A preocupação maior com a delimitação de metodologias para o ensino de Filosofia é garantir que os métodos de ensino não lhe deturpem o conteúdo. A ideia de que não existem verdades absolutas em conteúdos como, por exemplo, moral e política, é tese defendida com frequência por filósofos. Ocorre que essa discussão, ao ser levada para o ensino, torna inevitável o estranhamento que a ausência de conclusões definitivas provoca nos estudantes. Essa é uma característica da Filosofia que, como lição preliminar a qualquer conteúdo filosófico, deve ser bem compreendida. Russell (2001, p. 148), em Os Problemas da Filosofia, respondeu a essa polêmica:
O valor da filosofia, em grande parte, deve ser buscado na sua mesma incerteza. Quem não tem umas tintas de filosofia é homem que caminha pela vida fora sempre agrilhoado a preconceitos que se derivam do senso-comum, das crenças habituais do seu tempo e do seu país, das convicçõesvque cresceram no seu espírito sem a cooperação ou o consentimento de uma razão deliberada. O mundo tende, para tal homem, a tornar-se finito, definido, óbvio; para ele, os objectos habituais não erguem problemas, e as possibilidades infamiliares são desdenhosamente rejeitadas. Quando começamos a filosofar, pelo contrário, imediatamente caímos na conta de que até os objectos mais ordinários conduzem o espírito a certas perguntas a que incompletissimamente se dá resposta. A filosofia, se bem que incapaz de nos dizer ao certo qual venha a ser a verdadeira resposta às variadas dúvidas que ela própria evoca, sugere numerosas possibilidades que nos conferem amplidão aos pensamentos, descativando-nos da tirania do hábito.

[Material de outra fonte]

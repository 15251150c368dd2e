//! Language-specific structural parsers.
//!
//! Each parser knows how to read a tree-sitter tree for one grammar and
//! produce an [`Outline`]: the file description, declared symbols and
//! imported top-level modules.

pub mod go;
pub mod python;
pub mod rust;

use std::collections::{BTreeSet, HashMap};

use tree_sitter::{Language, Node, Tree};

use crate::model::Symbol;

pub use go::GoParser;
pub use python::PythonParser;
pub use rust::RustParser;

/// Structural facts extracted from one parsed file.
#[derive(Debug, Clone, Default, PartialEq, Eq)]
pub struct Outline {
    pub description: String,
    /// In declaration order
    pub symbols: Vec<Symbol>,
    pub imports: BTreeSet<String>,
}

/// Trait for language-specific structural parsers.
///
/// Implementations only see syntactically valid trees; files with syntax
/// errors are degraded by the analyzer before `outline` is called.
pub trait StructuralParser: Send + Sync {
    /// Language identifier (e.g. "python")
    fn language_id(&self) -> &'static str;

    /// File extensions handled by this parser, without the dot
    fn extensions(&self) -> &[&'static str];

    /// Tree-sitter grammar for this language
    fn grammar(&self) -> Language;

    /// Extract the outline from a parsed tree.
    fn outline(&self, tree: &Tree, source: &[u8]) -> Outline;

    /// 1-based line of a construct the grammar accepts but the language
    /// itself rejects. Such files are degraded like syntax errors.
    fn first_rejected_line(&self, _tree: &Tree, _source: &[u8]) -> Option<usize> {
        None
    }
}

/// Registry of structural parsers keyed by file extension.
pub struct ParserRegistry {
    parsers: Vec<Box<dyn StructuralParser>>,
    by_extension: HashMap<&'static str, usize>,
}

impl ParserRegistry {
    /// Create a registry with all built-in parsers.
    pub fn new() -> Self {
        let mut registry = Self::empty();
        registry.register(Box::new(PythonParser));
        registry.register(Box::new(RustParser));
        registry.register(Box::new(GoParser));
        registry
    }

    /// Registry without any parsers (every file is indexed lexically)
    pub fn empty() -> Self {
        Self {
            parsers: Vec::new(),
            by_extension: HashMap::new(),
        }
    }

    /// Register a parser; later registrations win for shared extensions.
    pub fn register(&mut self, parser: Box<dyn StructuralParser>) {
        let slot = self.parsers.len();
        for ext in parser.extensions() {
            self.by_extension.insert(ext, slot);
        }
        self.parsers.push(parser);
    }

    pub fn for_extension(&self, ext: &str) -> Option<&dyn StructuralParser> {
        self.by_extension
            .get(ext)
            .map(|&slot| self.parsers[slot].as_ref())
    }
}

impl Default for ParserRegistry {
    fn default() -> Self {
        Self::new()
    }
}

/// Text of a node, empty if the range is not valid UTF-8.
pub fn node_text<'a>(node: &Node, source: &'a [u8]) -> &'a str {
    node.utf8_text(source).unwrap_or("")
}

/// 1-based start line of a node
pub fn node_line(node: &Node) -> usize {
    node.start_position().row + 1
}

/// Visit every node of `tree` in document order without recursion.
pub fn walk_preorder<'t>(tree: &'t Tree, mut visit: impl FnMut(Node<'t>)) {
    let mut cursor = tree.walk();
    loop {
        visit(cursor.node());
        if cursor.goto_first_child() {
            continue;
        }
        loop {
            if cursor.goto_next_sibling() {
                break;
            }
            if !cursor.goto_parent() {
                return;
            }
        }
    }
}

/// 1-based line of the first error or missing node, if any.
pub fn first_error_line(tree: &Tree) -> Option<usize> {
    if !tree.root_node().has_error() {
        return None;
    }
    let mut line = None;
    walk_preorder(tree, |node| {
        if line.is_none() && (node.is_error() || node.is_missing()) {
            line = Some(node_line(&node));
        }
    });
    line.or(Some(1))
}

/// Normalize a block of documentation text.
///
/// Expands tabs, strips the first line's leading whitespace, removes the
/// common indentation of the remaining lines and drops blank lines at both
/// ends.
pub fn clean_doc(raw: &str) -> String {
    let expanded = raw.replace('\t', "        ");
    let mut lines: Vec<&str> = expanded.lines().collect();
    if lines.is_empty() {
        return String::new();
    }

    let margin = lines
        .iter()
        .skip(1)
        .filter(|l| !l.trim().is_empty())
        .map(|l| l.len() - l.trim_start().len())
        .min()
        .unwrap_or(0);

    let mut cleaned: Vec<String> = Vec::with_capacity(lines.len());
    cleaned.push(lines.remove(0).trim_start().to_string());
    for line in lines {
        let cut = margin.min(line.len() - line.trim_start().len());
        let rest = line.get(cut..).unwrap_or_else(|| line.trim_start());
        cleaned.push(rest.trim_end().to_string());
    }

    while cleaned.last().is_some_and(|l| l.trim().is_empty()) {
        cleaned.pop();
    }
    while cleaned.first().is_some_and(|l| l.trim().is_empty()) {
        cleaned.remove(0);
    }

    cleaned.join("\n")
}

Embora diminua, por consequência, o nosso sentimento de certeza no que diz respeito ao que as coisas são, aumenta muitíssimo o conhecimento a respeito do que as coisas podem ser; varre o dogmatismo, um tudo-nada arrogante, dos que nunca chegaram a empreender viagens nas regiões da dúvida libertadora; e vivifica o sentimento de admiração, porque mostra as coisas que nos são costumadas num determinado aspecto que o não é.

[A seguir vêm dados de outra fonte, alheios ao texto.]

//! Rust structural parser.
//!
//! Symbols: fn (including trait method signatures), struct, enum, union, trait,
//! mod, type, const, static, macro_rules. Imports: first segment of `use`
//! paths and `extern crate` names.

use tree_sitter::{Language, Node, Tree};

use super::{clean_doc, node_line, node_text, walk_preorder, Outline, StructuralParser};
use crate::model::Symbol;

const ITEM_KINDS: &[&str] = &[
    "function_item",
    "function_signature_item",
    "struct_item",
    "enum_item",
    "union_item",
    "trait_item",
    "mod_item",
    "type_item",
    "const_item",
    "static_item",
    "macro_definition",
];

/// Rust language structural parser.
pub struct RustParser;

impl StructuralParser for RustParser {
    fn language_id(&self) -> &'static str {
        "rust"
    }

    fn extensions(&self) -> &[&'static str] {
        &["rs"]
    }

    fn grammar(&self) -> Language {
        tree_sitter_rust::LANGUAGE.into()
    }

    fn outline(&self, tree: &Tree, source: &[u8]) -> Outline {
        let mut outline = Outline {
            description: crate_doc(&tree.root_node(), source),
            ..Default::default()
        };

        walk_preorder(tree, |node| {
            let kind = node.kind();
            if ITEM_KINDS.contains(&kind) {
                if let Some(name) = node.child_by_field_name("name") {
                    outline.symbols.push(Symbol::new(
                        node_text(&name, source),
                        node_line(&node),
                        outer_doc(&node, source),
                    ));
                }
            } else if kind == "use_declaration" {
                if let Some(root) = node
                    .child_by_field_name("argument")
                    .and_then(|arg| use_root(node_text(&arg, source)))
                {
                    outline.imports.insert(root);
                }
            } else if kind == "extern_crate_declaration" {
                if let Some(name) = node.child_by_field_name("name") {
                    outline.imports.insert(node_text(&name, source).to_string());
                }
            }
        });

        outline
    }
}

/// Leading `//!` / `/*! */` comments of the file.
fn crate_doc(root: &Node, source: &[u8]) -> String {
    let mut lines = Vec::new();
    let mut cursor = root.walk();

    for child in root.children(&mut cursor) {
        let text = node_text(&child, source).trim_end();
        match child.kind() {
            "line_comment" => {
                if let Some(rest) = text.strip_prefix("//!") {
                    lines.push(strip_one_space(rest).to_string());
                }
            }
            "block_comment" => {
                if let Some(inner) = block_inner(text, "/*!") {
                    lines.push(inner);
                }
            }
            "inner_attribute_item" | "shebang" => {}
            _ => break,
        }
    }

    lines.join("\n").trim().to_string()
}

/// `///` or `/** */` docs directly above an item, skipping attributes.
fn outer_doc(item: &Node, source: &[u8]) -> String {
    let mut lines = Vec::new();
    let mut current = item.prev_sibling();

    while let Some(sibling) = current {
        let text = node_text(&sibling, source).trim_end();
        match sibling.kind() {
            "attribute_item" => {}
            "line_comment" => match text.strip_prefix("///") {
                Some(rest) if !rest.starts_with('/') => {
                    lines.push(strip_one_space(rest).to_string());
                }
                _ => break,
            },
            "block_comment" if !text.starts_with("/***") => match block_inner(text, "/**") {
                Some(inner) => lines.push(inner),
                None => break,
            },
            _ => break,
        }
        current = sibling.prev_sibling();
    }

    lines.reverse();
    lines.join("\n").trim().to_string()
}

fn strip_one_space(s: &str) -> &str {
    s.strip_prefix(' ').unwrap_or(s)
}

fn block_inner(text: &str, opener: &str) -> Option<String> {
    let inner = text.strip_prefix(opener)?.strip_suffix("*/")?;
    let cleaned = clean_doc(inner)
        .lines()
        .map(|line| {
            let line = line.trim_start();
            line.strip_prefix("* ")
                .or_else(|| line.strip_prefix('*'))
                .unwrap_or(line)
        })
        .collect::<Vec<_>>()
        .join("\n");
    Some(cleaned)
}

/// First path segment of a `use` argument, ignoring crate-relative roots.
fn use_root(path: &str) -> Option<String> {
    let trimmed = path.trim_start().trim_start_matches("::");
    let end = trimmed
        .find(|c: char| !(c.is_alphanumeric() || c == '_'))
        .unwrap_or(trimmed.len());
    let segment = &trimmed[..end];

    if segment.is_empty() || matches!(segment, "crate" | "self" | "super") {
        None
    } else {
        Some(segment.to_string())
    }
}

#[cfg(test)]
mod tests {
    use super::*;
    use tree_sitter::Parser;

    fn outline(source: &str) -> Outline {
        let mut parser = Parser::new();
        parser
            .set_language(&RustParser.grammar())
            .expect("Failed to set Rust language");
        let tree = parser.parse(source, None).expect("Failed to parse");
        assert!(!tree.root_node().has_error(), "fixture must be valid Rust");
        RustParser.outline(&tree, source.as_bytes())
    }

    #[test]
    fn test_items_with_lines_and_docs() {
        let source = r#"//! Inventory tracking.
//!
//! Keeps stock levels.

use std::collections::HashMap;

/// A stock keeping unit.
#[derive(Debug)]
pub struct Sku {
    id: u32,
}

// plain comment
fn undocumented() {}

/// Restock everything.
pub fn restock(map: &mut HashMap<u32, u32>) {}
"#;
        let outline = outline(source);

        assert_eq!(outline.description, "Inventory tracking.\n\nKeeps stock levels.");
        assert_eq!(
            outline.symbols,
            vec![
                Symbol::new("Sku", 9, "A stock keeping unit."),
                Symbol::new("undocumented", 14, ""),
                Symbol::new("restock", 17, "Restock everything."),
            ]
        );
    }

    #[test]
    fn test_methods_traits_and_macros() {
        let source = r#"
trait Shape {
    fn area(&self) -> f64;
}

impl Shape for Square {
    fn area(&self) -> f64 { 1.0 }
}

macro_rules! square {
    ($x:expr) => { $x * $x };
}

const LIMIT: usize = 3;
type Id = u64;
mod nested {}
"#;
        let outline = outline(source);
        let names: Vec<_> = outline.symbols.iter().map(|s| s.name.as_str()).collect();

        assert_eq!(
            names,
            vec!["Shape", "area", "area", "square", "LIMIT", "Id", "nested"]
        );
    }

    #[test]
    fn test_use_roots() {
        let source = r#"
use std::fmt;
use std::io::{self, Read};
use serde::Serialize;
use crate::model::Index;
use super::helpers;
use ::tokio::sync::mpsc;
extern crate alloc;

fn inner() {
    use regex::Regex;
}
"#;
        let outline = outline(source);
        let imports: Vec<_> = outline.imports.iter().map(String::as_str).collect();

        assert_eq!(imports, vec!["alloc", "regex", "serde", "std", "tokio"]);
    }

    #[test]
    fn test_block_doc_comment() {
        let source = "/**\n * Adds numbers.\n */\nfn add() {}\n";
        let outline = outline(source);
        assert_eq!(outline.symbols[0].doc, "Adds numbers.");
    }

    #[test]
    fn test_use_root_helper() {
        assert_eq!(use_root("std::fmt"), Some("std".to_string()));
        assert_eq!(use_root("self::a"), None);
        assert_eq!(use_root("{a, b}"), None);
        assert_eq!(use_root("anyhow"), Some("anyhow".to_string()));
    }
}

Diante dessa perspectiva, a história do ensino da Filosofia, no Brasil e no mundo, tem apresentado inúmeras possibilidades de abordagem, dentre as quais destacam-se, segundo Ferrater Mora (2001):
• a divisão cronológica linear: Filosofia Antiga, Filosofia Medieval, Filosofia Renascentista, Filosofia Moderna e Filosofia Contemporânea, etc.;
• a divisão geográfica: Filosofia Ocidental, Africana, Filosofia Oriental, Filosofia Latino-Americana, dentre outras, etc.;
• a divisão por conteúdos: Teoria do Conhecimento, Ética, Filosofia Política, Estética, Filosofia da Ciência, Ontologia, Metafísica, Lógica, Filosofia da Linguagem, Filosofia da História, Epistemologia, Filosofia da Arte, etc.

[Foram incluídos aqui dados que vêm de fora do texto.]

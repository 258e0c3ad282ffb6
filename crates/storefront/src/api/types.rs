//! Request and response bodies for the storefront backend.
//!
//! Field names follow the backend's JSON contract, which mixes snake_case
//! (cart endpoints) and camelCase (coupon and order endpoints).

use annya_core::{IdempotencyKey, OrderId, ProductId, SessionId};
use rust_decimal::Decimal;
use serde::{Deserialize, Serialize};

/// `POST /cart/reserve` body.
#[derive(Debug, Clone, PartialEq, Eq, Serialize, Deserialize)]
pub struct ReservationRequest {
    pub product_id: ProductId,
    pub session_id: SessionId,
}

/// `POST /coupons/verify` body.
#[derive(Debug, Clone, PartialEq, Eq, Serialize, Deserialize)]
pub struct CouponRequest {
    pub code: String,
    #[serde(rename = "orderTotal", with = "rust_decimal::serde::float")]
    pub order_total: Decimal,
}

/// Payment methods offered at checkout.
#[derive(Debug, Clone, Copy, Default, PartialEq, Eq, Serialize, Deserialize)]
pub enum PaymentMethod {
    /// Cash on delivery.
    #[default]
    #[serde(rename = "cod")]
    CashOnDelivery,
}

/// One order line.
#[derive(Debug, Clone, PartialEq, Eq, Serialize, Deserialize)]
#[serde(rename_all = "camelCase")]
pub struct OrderLine {
    pub product_id: ProductId,
    pub quantity: u32,
}

/// Delivery address attached to an order.
#[derive(Debug, Clone, Default, PartialEq, Eq, Serialize, Deserialize)]
#[serde(rename_all = "camelCase")]
pub struct ShippingAddress {
    pub first_name: String,
    pub last_name: String,
    pub address: String,
    pub city: String,
    pub state: String,
    pub pincode: String,
    pub country: String,
    pub phone: String,
}

/// `POST /orders` body.
#[derive(Debug, Clone, PartialEq, Eq, Serialize, Deserialize)]
#[serde(rename_all = "camelCase")]
pub struct OrderRequest {
    pub items: Vec<OrderLine>,
    pub shipping_address: ShippingAddress,
    pub payment_method: PaymentMethod,
    #[serde(default, skip_serializing_if = "Option::is_none")]
    pub coupon_code: Option<String>,
    pub session_id: SessionId,
    pub idempotency_key: IdempotencyKey,
}

/// Successful `POST /orders` response.
#[derive(Debug, Clone, PartialEq, Eq, Serialize, Deserialize)]
#[serde(rename_all = "camelCase")]
pub struct OrderReceipt {
    /// Optional flag; only an explicit `false` marks a refusal.
    #[serde(default, skip_serializing_if = "Option::is_none")]
    pub success: Option<bool>,
    pub order_id: OrderId,
    pub order_number: String,
}

impl OrderReceipt {
    /// Whether the backend accepted the order. A 2xx body without a
    /// `success` field counts as accepted.
    #[must_use]
    pub const fn is_accepted(&self) -> bool {
        !matches!(self.success, Some(false))
    }
}

/// Line inside an abandoned-cart snapshot.
#[derive(Debug, Clone, PartialEq, Eq, Serialize, Deserialize)]
pub struct SnapshotItem {
    pub id: ProductId,
    pub name: String,
    #[serde(with = "rust_decimal::serde::float")]
    pub price: Decimal,
    pub quantity: u32,
    pub image: Option<String>,
}

/// `POST /cart/save` body: a point-in-time copy of the cart and contact details.
///
/// Absent contact fields are sent as `null`.
#[derive(Debug, Clone, PartialEq, Eq, Serialize, Deserialize)]
pub struct AbandonedCartSnapshot {
    pub email: String,
    pub customer_name: Option<String>,
    pub phone: Option<String>,
    pub items: Vec<SnapshotItem>,
    #[serde(with = "rust_decimal::serde::float")]
    pub cart_total: Decimal,
    pub session_id: SessionId,
}

/// `POST /cart/convert` body.
#[derive(Debug, Clone, PartialEq, Eq, Serialize, Deserialize)]
pub struct ConvertRequest {
    pub email: String,
}

/// Error body returned with non-2xx responses.
///
/// `detail` is usually a string but validation failures carry a list.
#[derive(Debug, Deserialize)]
pub(crate) struct ErrorBody {
    pub detail: serde_json::Value,
}

impl ErrorBody {
    pub(crate) fn message(&self) -> Option<String> {
        match &self.detail {
            serde_json::Value::String(s) if !s.trim().is_empty() => Some(s.clone()),
            serde_json::Value::Null => None,
            serde_json::Value::String(_) => None,
            other => Some(other.to_string()),
        }
    }
}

Ao conceber o ensino de Filosofia por meio de conteúdos estruturantes, estas Diretrizes não excluem, outrossim, absorvem as divisões cronológicas e geográficas. Cabe ressaltar que abordagens por divisão geográfica podem apresentar dificuldades de naturezas diversas, sobretudo no Ensino Médio.
Por exemplo, o trabalho com a chamada filosofia oriental e a filosofia africana demanda esclarecimentos preliminares. O termo filosofia oriental é tomado, muitas vezes, de forma excessivamente ampla. Não se pode dar tratamento tão genérico a essa complexa dimensão da Filosofia que se estende da antiguidade à contemporaneidade e compreende o pensamento elaborado numa vasta zona geográfica que abrange Síria, Fenícia, Índia, China, Japão e vários outros países. Além disso, há que se considerar o pensamento árabe e o judaico, comumente vinculados à filosofia ocidental. Mas, ainda que se observem essas divisões, seria preciso enfrentar outros problemas.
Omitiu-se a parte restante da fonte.